Maka dengan cara ini tujuan bisa diperoleh tanpa harus menyebutkan orang tertentu, tetapi menyebutkan orang tertentu pun boleh sebagaimana dalam hadits berikut,
Dari ‘Aisyah berkata, “Hindun, istri Abu Sofyan, berkata kepada Nabi Shallallahu ‘alaihi wa sallam, “Sesungguhnya Abu Sufyan seorang yang kikir dan tidak memberi belanja yang cukup untukku dan untuk anak-anakku, kecuali jika saya ambil tanpa pengetahuannya.”
Nabi Shallallahu ‘alaihi wa sallam berkata, “Ambillah apa yang cukup untukmu dan untuk anak-anakmu dengan cara yang baik” (jangan terlalu banyak dan jangan terlalu sedikit).” (HR. Bukhari dan Muslim)
4. Memperingatkan kaum muslimin dari kejelekan
Hal ini diantaranya: Jarh wa ta’dil (celaan dan pujian terhadap seseorang) yang telah dilakukan oleh para Ahlul Hadits. Mereka berdalil dengan ijma’ tentang bolehnya, bahkan wajibnya hal ini.
Karena para salaf umat ini senantiasa menjarh (mencela) orang-orang yang berhak mendapatkannya, dalam rangka untuk menjaga keutuhan syari’at. Seperti perkataan ahlul hadits: “Si fulan pendusta”, “Si fulan lemah hafalannya”, “Si fulan munkarul hadits”, dan lain-lainnya.
Contoh yang lain yaitu mengghibahi seseorang ketika musyawarah untuk mencari nasehat. Dan tidak mengapa dengan menta’yin (menyebutkan dengan jelas) orang yang dighibahi tersebut. Dalilnya sebagaimana hadits ini,
Fatimah binti Qois berkata, “Saya datang kepada Nabi Shallallahu ‘alaihi wa sallam dan berkata, “Sesungguhnya Abul Jahm dan Mu’awiyah meminang saya.”
Maka Nabi Shallallahu ‘alaihi wa sallam berkata, “Adapun Mu’awiyah maka ia seorang miskin adapun Abul Jahm maka ia tidak pernah melepaskan tongkatnya dari bahunya.” (Bukhari dan Muslim). Dan dalam riwayat yang lain di Muslim (no 1480) :”Adapun Abul Jahm maka ia tukang pukul para wanita (istri-istrinya).”
5. Ghibah dibolehkan kepada seseorang yang terang-terangan menampakan kefasikan dan kebid’ahannya
Seperti orang yang terang-terangan meminum khamer, mengambil harta manusia dengan dzolim, dan lain sebagainya. Maka boleh menyebutkan kejelekan-kejelekannya.

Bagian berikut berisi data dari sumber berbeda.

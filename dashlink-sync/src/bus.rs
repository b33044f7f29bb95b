//! In-process topic bus.
//!
//! Maps topic name → ordered subscriber list. Dispatch is synchronous and
//! single-threaded: `publish` calls every current subscriber of the topic
//! in registration order before returning.
//!
//! Subscribers registered while a publish is in flight do not see that
//! publish. Subscribers removed while it is in flight are skipped if they
//! have not been reached yet.
//!
//! # Usage
//!
//! ```
//! use dashlink_sync::bus::TopicBus;
//!
//! let bus: TopicBus<u32> = TopicBus::new();
//! let sub = bus.subscribe_scoped("root", |v| println!("got {v}"));
//! assert_eq!(bus.publish("root", &7), 1);
//! drop(sub);
//! assert_eq!(bus.publish("root", &8), 0);
//! ```

use std::cell::RefCell;
use std::collections::HashMap;
use std::rc::{Rc, Weak};

use serde_json::Value;

use dashlink_core::Descriptor;

use crate::dispatch::ElementEvent;
use crate::store::ComponentMessage;

/// Global topic for `showModal`.
pub const TOPIC_MODAL_OPEN: &str = "modal.open";
/// Global topic for `closeModal`.
pub const TOPIC_MODAL_CLOSE: &str = "modal.close";
/// Global topic for `write`.
pub const TOPIC_WRITE: &str = "write";
/// Dispatch topic for client events and unregister requests.
pub const TOPIC_ELEMENT_EVENT: &str = "element-event";

/// Everything that travels over the engine's bus.
#[derive(Debug, Clone, PartialEq)]
pub enum BusMessage {
    /// Routed to a component-id topic.
    Component(ComponentMessage),
    Modal(Descriptor),
    ModalClose,
    Write(Value),
    Element(ElementEvent),
}

/// Identifies one registration.
#[derive(Debug, Clone, Copy, PartialEq, Eq, Hash)]
pub struct SubscriptionToken(u64);

type Handler<P> = Rc<dyn Fn(&P)>;

struct Subscriber<P> {
    token: SubscriptionToken,
    handler: Handler<P>,
}

/// Publish counters.
#[derive(Debug, Clone, Copy, Default, PartialEq, Eq)]
pub struct BusStats {
    /// Deliveries made to subscribers.
    pub delivered: u64,
    /// Publishes that found no subscriber.
    pub dropped: u64,
}

struct BusInner<P> {
    topics: HashMap<String, Vec<Subscriber<P>>>,
    /// token → topic, for unsubscribe without the topic name.
    owners: HashMap<SubscriptionToken, String>,
    next_token: u64,
    stats: BusStats,
}

/// Shared handle to one bus. Clones refer to the same registry.
pub struct TopicBus<P> {
    inner: Rc<RefCell<BusInner<P>>>,
}

impl<P> Clone for TopicBus<P> {
    fn clone(&self) -> Self {
        Self {
            inner: Rc::clone(&self.inner),
        }
    }
}

impl<P> Default for TopicBus<P> {
    fn default() -> Self {
        Self::new()
    }
}

impl<P> std::fmt::Debug for TopicBus<P> {
    fn fmt(&self, f: &mut std::fmt::Formatter<'_>) -> std::fmt::Result {
        let inner = self.inner.borrow();
        f.debug_struct("TopicBus")
            .field("topics", &inner.topics.len())
            .field("subscriptions", &inner.owners.len())
            .field("stats", &inner.stats)
            .finish()
    }
}

impl<P> TopicBus<P> {
    pub fn new() -> Self {
        Self {
            inner: Rc::new(RefCell::new(BusInner {
                topics: HashMap::new(),
                owners: HashMap::new(),
                next_token: 1,
                stats: BusStats::default(),
            })),
        }
    }

    /// Register `handler` under `topic`. The registration lives until
    /// [`unsubscribe`](Self::unsubscribe) is called with the token.
    pub fn subscribe(&self, topic: &str, handler: impl Fn(&P) + 'static) -> SubscriptionToken {
        let mut inner = self.inner.borrow_mut();
        let token = SubscriptionToken(inner.next_token);
        inner.next_token += 1;
        inner
            .topics
            .entry(topic.to_string())
            .or_default()
            .push(Subscriber {
                token,
                handler: Rc::new(handler),
            });
        inner.owners.insert(token, topic.to_string());
        token
    }

    /// Remove a registration. Returns `false` if it was already gone.
    pub fn unsubscribe(&self, token: SubscriptionToken) -> bool {
        let mut inner = self.inner.borrow_mut();
        let Some(topic) = inner.owners.remove(&token) else {
            return false;
        };
        if let Some(subscribers) = inner.topics.get_mut(&topic) {
            subscribers.retain(|s| s.token != token);
            if subscribers.is_empty() {
                inner.topics.remove(&topic);
            }
        }
        true
    }

    /// Register and return a guard that unsubscribes when dropped.
    pub fn subscribe_scoped(&self, topic: &str, handler: impl Fn(&P) + 'static) -> Subscription<P> {
        let token = self.subscribe(topic, handler);
        Subscription {
            bus: Rc::downgrade(&self.inner),
            token,
        }
    }

    /// Deliver `payload` to every current subscriber of `topic`.
    ///
    /// Returns the number of handlers invoked.
    pub fn publish(&self, topic: &str, payload: &P) -> usize {
        // Snapshot so handlers can (un)subscribe without a borrow conflict.
        let snapshot: Vec<(SubscriptionToken, Handler<P>)> = {
            let inner = self.inner.borrow();
            match inner.topics.get(topic) {
                Some(subscribers) => subscribers
                    .iter()
                    .map(|s| (s.token, Rc::clone(&s.handler)))
                    .collect(),
                None => Vec::new(),
            }
        };

        if snapshot.is_empty() {
            self.inner.borrow_mut().stats.dropped += 1;
            log::trace!("No subscriber for topic {topic}; message dropped");
            return 0;
        }

        let mut delivered = 0;
        for (token, handler) in snapshot {
            if !self.inner.borrow().owners.contains_key(&token) {
                continue;
            }
            handler(payload);
            delivered += 1;
        }
        self.inner.borrow_mut().stats.delivered += delivered as u64;
        delivered
    }

    pub fn subscriber_count(&self, topic: &str) -> usize {
        self.inner.borrow().topics.get(topic).map_or(0, Vec::len)
    }

    pub fn stats(&self) -> BusStats {
        self.inner.borrow().stats
    }
}

/// RAII registration. Dropping it unsubscribes.
pub struct Subscription<P> {
    bus: Weak<RefCell<BusInner<P>>>,
    token: SubscriptionToken,
}

impl<P> std::fmt::Debug for Subscription<P> {
    fn fmt(&self, f: &mut std::fmt::Formatter<'_>) -> std::fmt::Result {
        f.debug_struct("Subscription").field("token", &self.token).finish()
    }
}

impl<P> Drop for Subscription<P> {
    fn drop(&mut self) {
        if let Some(inner) = self.bus.upgrade() {
            TopicBus { inner }.unsubscribe(self.token);
        }
    }
}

Aisyah berkata, “Seseorang datang minta izin kepada Nabi Shallallahu ‘alaihi wa sallam, maka Nabi Shallallahu ‘alaihi wa sallam bersabda, ”Izinkanlah ia, ia adalah sejahat-jahat orang yang di tengah kaumnya.”
Namun diharamkan menyebutkan aib-aibnya yang lain yang tidak ia nampakkan, kecuali ada sebab lain yang membolehkannya.
6. Untuk pengenalan
Jika seseorang terkenal dengan suatu gelar seperti si rabun, si pincang atau si buta dan yang selainnya, maka boleh untuk disebutkan. Dan diharamkan menyebutkannya dalam rangka untuk merendahkan.
Adapun jika ada cara lain untuk untuk mengenali mereka (tanpa harus menyebutkan cacat mereka) maka cara tersebut lebih baik.